=== Task requirements ===
Please report every line from the material that contains the word "items".

**** Extracted material ****

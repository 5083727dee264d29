//! The parts of the host bundler configuration the plugin reads and patches.

use std::collections::BTreeMap;
use std::fmt;
use std::path::PathBuf;
use std::sync::Arc;

use serde_json::{Map, Value};

use crate::class_name::ScopedNameGenerator;

/// Host configuration model.
#[derive(Debug, Clone)]
pub struct HostConfig {
    pub root: PathBuf,
    /// Public base path, `/` by default.
    pub base: String,
    pub css: CssConfig,
    pub server: ServerConfig,
    pub optimize_deps: OptimizeDepsConfig,
    pub build: BuildConfig,
}

impl Default for HostConfig {
    fn default() -> Self {
        Self {
            root: PathBuf::new(),
            base: "/".to_string(),
            css: CssConfig::default(),
            server: ServerConfig::default(),
            optimize_deps: OptimizeDepsConfig::default(),
            build: BuildConfig::default(),
        }
    }
}

#[derive(Debug, Clone)]
pub struct CssConfig {
    /// Options handed to each preprocessor, keyed by language.
    pub preprocessor_options: BTreeMap<String, Map<String, Value>>,
    /// CSS Modules settings. `None` when CSS Modules are disabled.
    pub modules: Option<CssModulesConfig>,
}

impl Default for CssConfig {
    fn default() -> Self {
        Self {
            preprocessor_options: BTreeMap::new(),
            modules: Some(CssModulesConfig::default()),
        }
    }
}

#[derive(Clone, Default)]
pub struct CssModulesConfig {
    pub generate_scoped_name: Option<Arc<dyn ScopedNameGenerator>>,
}

impl fmt::Debug for CssModulesConfig {
    fn fmt(&self, f: &mut fmt::Formatter<'_>) -> fmt::Result {
        f.debug_struct("CssModulesConfig")
            .field("generate_scoped_name", &self.generate_scoped_name.is_some())
            .finish()
    }
}

#[derive(Debug, Clone, Default)]
pub struct ServerConfig {
    pub watch: WatchConfig,
}

#[derive(Debug, Clone, Default)]
pub struct WatchConfig {
    /// Glob patterns. A leading `!` re-includes matches.
    pub ignored: Vec<String>,
}

#[derive(Debug, Clone, Default)]
pub struct OptimizeDepsConfig {
    pub exclude: Vec<String>,
}

#[derive(Debug, Clone)]
pub struct BuildConfig {
    pub assets_dir: String,
}

impl Default for BuildConfig {
    fn default() -> Self {
        Self {
            assets_dir: "assets".to_string(),
        }
    }
}

/// Prepend `items` to `list`, dropping existing duplicates of them.
pub(crate) fn prepend_unique(list: &mut Vec<String>, items: &[&str]) {
    list.retain(|existing| !items.contains(&existing.as_str()));
    let mut merged: Vec<String> = items.iter().map(|item| item.to_string()).collect();
    merged.append(list);
    *list = merged;
}

#[cfg(test)]
mod tests {
    use super::*;

    #[test]
    fn test_defaults() {
        let config = HostConfig::default();
        assert_eq!(config.base, "/");
        assert_eq!(config.build.assets_dir, "assets");
        assert!(config.css.modules.is_some());
    }

    #[test]
    fn test_prepend_unique() {
        let mut list = vec!["a".to_string(), "x".to_string()];
        prepend_unique(&mut list, &["x", "y"]);
        assert_eq!(list, vec!["x", "y", "a"]);
    }
}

****

=== Exercise solution ===
/// Prepend `items` to `list`, dropping existing duplicates of them.
pub(crate) fn prepend_unique(list: &mut Vec<String>, items: &[&str]) {
    list.retain(|existing| !items.contains(&existing.as_str()));
    let mut merged: Vec<String> = items.iter().map(|item| item.to_string()).collect();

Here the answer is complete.